An (unproven) extension of EV2's (proven) conjecture "Is there a Thessalonic reflector?":
Is there a Thessalonic reflector which doesn't use conduits?

There exists a conduit-free Thessalonic (in fact, blockic) reflector based on universal constructor technology.

Yeah, but is there a fully Thessalonic one?

Yes, just add a random fishhook somewhere in the pattern to initiate a null reaction.

[400spartans]

The article https://conwaylife.com/wiki/Density states:

The maximum average density of an oscillating agar is conjectured but not proven to be 1/2. The current upper bound is 8/13, proven by Hartmut Holzwart in 1992.

The following is a proof that the maximum average density of an oscillating agar is bounded above by 17/28 (which is very slightly smaller than 8/13).

Consider three consecutive generations of a 3x3 grid of cells in some oscillating agar. Assign weights to each of these 27 cells as follows:

2 2 2
2 0 2
2 2 2

0 1 0
1 7 1
0 1 0

0 0 0
0 1 0
0 0 0

I claim that the maximum weight of the on cells is 17.

First, note that at most 4 of the weight-1 cells can be on, as otherwise we'd have an on cell in the third generation that either survived or was born from having 4 on neighbors.

Now, if the weight-7 cell is on, then at most 3 of the weight-2 cells can be on. So the maximum weight in this case is 4*1 + 3*2 + 1*7 = 17

If the weight-7 cell is off, then we have the following cases:

• If 6 or fewer weight-2 cells are on, then the maximum possible weight is 6*2 + 4*1 = 16
• If exactly 7 weight-2 cells are on, there will always be two edge cells with at least four on neighbors in the first generation. So at least two edge cells will be off in the second generation. This means at most 3 weight-1 cells can be on in total, so the maximum weight is 7*2 + 3*1 = 17
• If exactly 8 weight-2 cells are on, all edge cells will be dead in the second generation, so the maximum possible weight is 8*2 + 1*1 = 17

Therefore the maximum "on" weight is 17. The total weight of all cells is 28. If we express this relationship as an inequality, calculate inequalities of this form for every 3-generation snippet of a 3x3 grid in our agar, and add them up, we'd get that (sum of all the weights in the grid) * (# of on cells) <= (maximum on weight in the grid) * (# of total cells). In this case, the resulting inequality is 28 * (# of on cells) <= 17 * (# of total cells). So, the maximum average on cell density for any periodic pattern is 17/28.

[Sokwe]

The following is a proof that the maximum average density of an oscillating agar is bounded above by 17/28 (which is very slightly smaller than 8/13).

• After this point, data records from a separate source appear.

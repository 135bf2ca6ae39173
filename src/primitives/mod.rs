//! Primitive types shared by the tracker core and the frontends.
//!
//! These are the wire-level value types of the `BitTorrent` tracker
//! protocol family: swarm identifiers, peers and their compact binary
//! form, announce events and the BEP 41 extension parameters.
pub mod core;
pub mod info_hash;
pub mod params;
pub mod peer;
pub mod swarm_metadata;

use serde::{Deserialize, Serialize};

/// Duration since the Unix epoch.
pub type DurationSinceUnixEpoch = std::time::Duration;

/// The event a peer reports with an announce.
#[derive(Serialize, Deserialize, Clone, Copy, Debug, PartialEq, Eq, Default)]
pub enum AnnounceEvent {
    /// A regular, periodic announce.
    #[default]
    None,
    /// The peer finished downloading the torrent.
    Completed,
    /// The peer joined the swarm.
    Started,
    /// The peer is leaving the swarm.
    Stopped,
}

impl AnnounceEvent {
    /// Decodes the BEP 15 event field. Any value outside `0..=3` is a
    /// malformed packet.
    #[must_use]
    pub fn from_wire(value: i32) -> Option<Self> {
        match value {
            0 => Some(Self::None),
            1 => Some(Self::Completed),
            2 => Some(Self::Started),
            3 => Some(Self::Stopped),
            _ => None,
        }
    }
}
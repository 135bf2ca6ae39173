//! A hook that allows or denies announces by `BitTorrent` client id.
//!
//! The client id is the 6-byte vendor/version prefix of the peer id. A
//! non-empty whitelist only admits listed clients; the blacklist then
//! rejects listed clients. Scrapes carry no peer id and always pass.
use std::collections::HashSet;

use futures::future::BoxFuture;
use futures::FutureExt;
use serde::{Deserialize, Serialize};
use thiserror::Error;

use super::Hook;
use crate::core::error::Error as HookError;
use crate::primitives::core::{AnnounceData, AnnounceRequest, RequestContext, ScrapeData, ScrapeRequest};
use crate::primitives::peer::ClientId;

/// Configuration of the client-approval hook. List entries are the
/// literal 6-byte client prefixes, e.g. `"-qB450"`.
#[derive(Serialize, Deserialize, PartialEq, Eq, Debug, Clone, Default)]
pub struct Config {
    #[serde(default)]
    pub whitelist: Vec<String>,

    #[serde(default)]
    pub blacklist: Vec<String>,
}

/// Error returned when the hook configuration is unusable.
#[derive(Error, Debug, PartialEq, Eq)]
pub enum BuildError {
    #[error("client id {value:?} must be exactly 6 bytes")]
    InvalidClientId { value: String },
}

/// The client-approval hook.
pub struct ClientApprovalHook {
    approved: HashSet<ClientId>,
    unapproved: HashSet<ClientId>,
}

impl ClientApprovalHook {
    /// Builds the hook from its configuration.
    ///
    /// # Errors
    ///
    /// Fails if any list entry is not exactly 6 bytes long.
    pub fn new(config: &Config) -> Result<Self, BuildError> {
        Ok(Self {
            approved: parse_client_ids(&config.whitelist)?,
            unapproved: parse_client_ids(&config.blacklist)?,
        })
    }
}

fn parse_client_ids(entries: &[String]) -> Result<HashSet<ClientId>, BuildError> {
    entries
        .iter()
        .map(|entry| {
            ClientId::try_from(entry.as_bytes()).map_err(|_| BuildError::InvalidClientId { value: entry.clone() })
        })
        .collect()
}

impl Hook for ClientApprovalHook {
    fn handle_announce<'a>(
        &'a self,
        _ctx: &'a mut RequestContext,
        req: &'a AnnounceRequest,
        _resp: &'a mut AnnounceData,
    ) -> BoxFuture<'a, Result<(), HookError>> {
        async move {
            let client_id = req.peer.peer_id.client_id();

            if !self.approved.is_empty() && !self.approved.contains(&client_id) {
                return Err(HookError::client("unapproved client"));
            }

            if self.unapproved.contains(&client_id) {
                return Err(HookError::client("unapproved client"));
            }

            Ok(())
        }
        .boxed()
    }

    fn handle_scrape<'a>(
        &'a self,
        _ctx: &'a mut RequestContext,
        _req: &'a ScrapeRequest,
        _resp: &'a mut ScrapeData,
    ) -> BoxFuture<'a, Result<(), HookError>> {
        // Scrapes carry no peer id; nothing to check.
        async move { Ok(()) }.boxed()
    }
}
use std::net::SocketAddr;
use std::sync::Arc;

use hive_tracker::core::config::CoreConfig;
use hive_tracker::core::hooks::Hook;
use hive_tracker::core::storage::in_memory::InMemoryPeerStore;
use hive_tracker::core::Tracker;
use hive_tracker::servers::udp::config::UdpTrackerConfig;
use hive_tracker::servers::udp::server::{RunningUdpServer, UdpServer};
use hive_tracker::servers::udp::statistics;

pub const TEST_PRIVATE_KEY: &str = "integration test private key material";

/// A running tracker bound to an ephemeral localhost port.
pub struct Started {
    server: RunningUdpServer,
}

impl Started {
    pub async fn new() -> Self {
        Self::with_hooks(vec![]).await
    }

    pub async fn with_hooks(pre_hooks: Vec<Arc<dyn Hook>>) -> Self {
        let core_config = CoreConfig::default();
        let peer_store = Arc::new(InMemoryPeerStore::new(&core_config));
        let logic = Arc::new(Tracker::new(&core_config, &peer_store, pre_hooks, vec![]));

        let config = UdpTrackerConfig {
            bind_address: "127.0.0.1:0".parse().unwrap(),
            private_key: TEST_PRIVATE_KEY.to_owned(),
            ..Default::default()
        };

        let server = UdpServer::new(config, logic)
            .start()
            .await
            .expect("the test server should start");

        Self { server }
    }

    pub fn bind_address(&self) -> SocketAddr {
        self.server.address()
    }

    pub fn stats_repository(&self) -> Arc<statistics::Repository> {
        self.server.stats_repository()
    }

    pub async fn stop(self) {
        self.server.stop().await.expect("the test server should stop cleanly");
    }
}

Nice! I personally think the exposition would be a bit improved if you separate the following steps and explain them a little more:

If we express this relationship as an inequality, calculate inequalities of this form for every 3-generation snippet of a 3x3 grid in our agar, and add them up

[400spartans]

I personally think the exposition would be a bit improved if you separate the following steps and explain them a little more:

Yeah I think that part is better explained with a little bit of abstraction. Note that below when I refer to "cell" I mean a particular generation of a cell. For the sake of abstraction I'm representing the generations of an oscillating pattern as a 3-dimensional grid of cells with a time axis.

No matter where we select this 3x3x3 box (3x3 grid + 3 generations), as long as we assign weights in the manner described above, we know that the weight of the on cells in the box is at most 17. If we put two 3x3x3 boxes of weights side by side, then in the resulting 6x3x3 box of weights, we know that the weight of the on cells in the combined box is at most 34, which is 17 times the number of boxes. We can also combine them by adding some of their weights together. For example, they can add up to the following 5x3x3 box of weights:

2 2 4 2 2
2 0 4 0 2
2 2 4 2 2

0 1 0 1 0
1 7 2 7 1
0 1 0 1 0

0 0 0 0 0
0 1 0 1 0
0 0 0 0 0

Once again, the weight of the on cells in the combined box above is at most 34, which is 17 times the number of boxes.

In this same manner, we can create a 3x3x3 box of weights for every possible 3x3x3 box in our oscillating agar (wrapping around at the edges), and add them all together. To figure out what the resulting box will look like, note that for each cell in our oscillating agar and for each possible position in the original 3x3x3 box of weights, there is exactly one box that puts that particular cell into that particular position. This means that the total sum of weights for each cell is just the sum of the weights in the 3x3x3 box, which is 28. As before, we know that the weight of the on cells in the combined box is at most 17 times the number of boxes. And since there is a box for each cell, this is just 17 times the total number of cells.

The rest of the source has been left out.